▶ **REQUIRED WORK**: Only a slice of the listing below is wanted. Retype the lines from the one containing "let c = self.advance();" through the one containing "if lookahead >= self.chars.len()", exactly, both ends included.

▶ **DATA RECORDS**:
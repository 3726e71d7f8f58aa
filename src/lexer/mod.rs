pub mod token;

use std::fmt;

use log::warn;
use token::{Token, TokenKind};

/// A character the lexer could not classify. Lexing continues past it.
#[derive(Debug, Clone, PartialEq)]
pub struct LexDiagnostic {
    pub message: String,
    pub line: usize,
    pub column: usize,
}

impl LexDiagnostic {
    fn new(message: impl Into<String>, line: usize, column: usize) -> Self {
        Self {
            message: message.into(),
            line,
            column,
        }
    }
}

impl fmt::Display for LexDiagnostic {
    fn fmt(&self, f: &mut fmt::Formatter<'_>) -> fmt::Result {
        write!(
            f,
            "lex warning at line {}, column {}: {}",
            self.line, self.column, self.message
        )
    }
}

#[derive(Debug, Clone, PartialEq)]
pub struct LexOutput {
    pub tokens: Vec<Token>,
    pub diagnostics: Vec<LexDiagnostic>,
}

pub fn lex(source: &str) -> LexOutput {
    Lexer::new(source).lex()
}

struct Lexer {
    chars: Vec<char>,
    current: usize,
    start: usize,
    line: usize,
    column: usize,
    token_line: usize,
    token_column: usize,
    tokens: Vec<Token>,
    diagnostics: Vec<LexDiagnostic>,
}

impl Lexer {
    fn new(source: &str) -> Self {
        Self {
            chars: source.chars().collect(),
            current: 0,
            start: 0,
            line: 1,
            column: 1,
            token_line: 1,
            token_column: 1,
            tokens: Vec::new(),
            diagnostics: Vec::new(),
        }
    }

    fn lex(mut self) -> LexOutput {
        while !self.is_at_end() {
            self.start_token();
            self.scan_token();
        }

        self.tokens.push(Token::new(
            TokenKind::Eof,
            String::new(),
            self.line,
            self.column,
        ));

        LexOutput {
            tokens: self.tokens,
            diagnostics: self.diagnostics,
        }
    }

    fn scan_token(&mut self) {
        let c = self.advance();
        match c {
            '(' => self.add_token(TokenKind::LeftParen),
            ')' => self.add_token(TokenKind::RightParen),
            '[' => self.add_token(TokenKind::LeftBracket),
            ']' => self.add_token(TokenKind::RightBracket),
            ',' => self.add_token(TokenKind::Comma),
            '+' => self.add_token(TokenKind::Plus),
            '-' => self.add_token(TokenKind::Minus),
            '*' => self.add_token(TokenKind::Star),
            '/' => self.add_token(TokenKind::Slash),
            '%' => self.add_token(TokenKind::Percent),
            '\n' => {
                while self.peek() == '\n' {
                    self.advance();
                }
                self.add_token(TokenKind::Newline);
            }
            '=' => {
                if self.matches('=') {
                    self.add_token(TokenKind::EqualEqual);
                } else {
                    self.add_token(TokenKind::Equal);
                }
            }
            '<' => {
                if self.matches('=') {
                    self.add_token(TokenKind::LessEqual);
                } else if self.matches('>') {
                    self.add_token(TokenKind::LessGreater);
                } else {
                    self.add_token(TokenKind::Less);
                }
            }
            '>' => {
                if self.matches('=') {
                    self.add_token(TokenKind::GreaterEqual);
                } else {
                    self.add_token(TokenKind::Greater);
                }
            }
            '"' => self.string(),
            ' ' | '\r' | '\t' => {}
            d if d.is_ascii_digit() => self.number(),
            a if is_ident_start(a) => self.identifier(),
            _ => self.report(format!("illegal character '{}'", c)),
        }
    }

    fn string(&mut self) {
        let mut lookahead = self.current;
        while lookahead < self.chars.len() && !matches!(self.chars[lookahead], '"' | '\n') {
            lookahead += 1;
        }

        if lookahead >= self.chars.len() || self.chars[lookahead] == '\n' {
            // Only the opening quote is skipped; the rest is lexed as ordinary input.
            self.report("illegal character '\"'");
            return;
        }

        let value: String = self.chars[self.current..lookahead].iter().collect();
        while self.current <= lookahead {
            self.advance();
        }
        self.add_token(TokenKind::String(value));
    }

    fn number(&mut self) {
        while self.peek().is_ascii_digit() {
            self.advance();
        }

        let mut is_double = false;
        if self.peek() == '.' {
            is_double = true;
            self.advance();
            while self.peek().is_ascii_digit() {
                self.advance();
            }
        }

        let lexeme = self.current_lexeme();
        if is_double {
            match lexeme.parse::<f64>() {
                Ok(value) => self.add_token(TokenKind::Double(value)),
                Err(_) => self.report(format!("invalid double literal '{}'", lexeme)),
            }
        } else {
            match lexeme.parse::<i64>() {
                Ok(value) => self.add_token(TokenKind::Int(value)),
                Err(_) => self.add_token(TokenKind::Int(i64::MAX)),
            }
        }
    }

    fn identifier(&mut self) {
        while is_ident_continue(self.peek()) {
            self.advance();
        }

        let lexeme = self.current_lexeme();
        let kind = TokenKind::keyword(&lexeme).unwrap_or(TokenKind::Identifier(lexeme));
        self.add_token(kind);
    }

    fn report(&mut self, message: impl Into<String>) {
        let diagnostic = LexDiagnostic::new(message, self.token_line, self.token_column);
        warn!("{}", diagnostic);
        self.diagnostics.push(diagnostic);
    }

    fn add_token(&mut self, kind: TokenKind) {
        let lexeme = self.current_lexeme();
        self.tokens
            .push(Token::new(kind, lexeme, self.token_line, self.token_column));
    }

    fn start_token(&mut self) {
        self.start = self.current;
        self.token_line = self.line;
        self.token_column = self.column;
    }

    fn current_lexeme(&self) -> String {
        self.chars[self.start..self.current].iter().collect()
    }

    fn matches(&mut self, expected: char) -> bool {
        if self.is_at_end() || self.peek() != expected {
            return false;
        }
        self.advance();
        true
    }

    fn peek(&self) -> char {
        if self.is_at_end() {
            '\0'
        } else {
            self.chars[self.current]
        }
    }

    fn advance(&mut self) -> char {
        let c = self.chars[self.current];
        self.current += 1;
        if c == '\n' {
            self.line += 1;
            self.column = 1;
        } else {
            self.column += 1;
        }
        c
    }

    fn is_at_end(&self) -> bool {
        self.current >= self.chars.len()
    }
}

fn is_ident_start(c: char) -> bool {
    c == '_' || c.is_ascii_alphabetic()
}

fn is_ident_continue(c: char) -> bool {
    c == '_' || c.is_ascii_alphanumeric()
}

▶ **EXERCISE SOLUTION**:
        let c = self.advance();
        match c {
            '(' => self.add_token(TokenKind::LeftParen),
            ')' => self.add_token(TokenKind::RightParen),
            '[' => self.add_token(TokenKind::LeftBracket),
            ']' => self.add_token(TokenKind::RightBracket),
            ',' => self.add_token(TokenKind::Comma),
            '+' => self.add_token(TokenKind::Plus),
            '-' => self.add_token(TokenKind::Minus),
            '*' => self.add_token(TokenKind::Star),
            '/' => self.add_token(TokenKind::Slash),
            '%' => self.add_token(TokenKind::Percent),
            '\n' => {
                while self.peek() == '\n' {
                    self.advance();
                }
                self.add_token(TokenKind::Newline);
            }
            '=' => {
                if self.matches('=') {
                    self.add_token(TokenKind::EqualEqual);
                } else {
                    self.add_token(TokenKind::Equal);
                }
            }
            '<' => {
                if self.matches('=') {
                    self.add_token(TokenKind::LessEqual);
                } else if self.matches('>') {
                    self.add_token(TokenKind::LessGreater);
                } else {
                    self.add_token(TokenKind::Less);
                }
            }
            '>' => {
                if self.matches('=') {
                    self.add_token(TokenKind::GreaterEqual);
                } else {
                    self.add_token(TokenKind::Greater);
                }
            }
            '"' => self.string(),
            ' ' | '\r' | '\t' => {}
            d if d.is_ascii_digit() => self.number(),
            a if is_ident_start(a) => self.identifier(),
            _ => self.report(format!("illegal character '{}'", c)),
        }
    }

    fn string(&mut self) {
        let mut lookahead = self.current;
        while lookahead < self.chars.len() && !matches!(self.chars[lookahead], '"' | '\n') {
            lookahead += 1;
        }

        if lookahead >= self.chars.len() || self.chars[lookahead] == '\n' {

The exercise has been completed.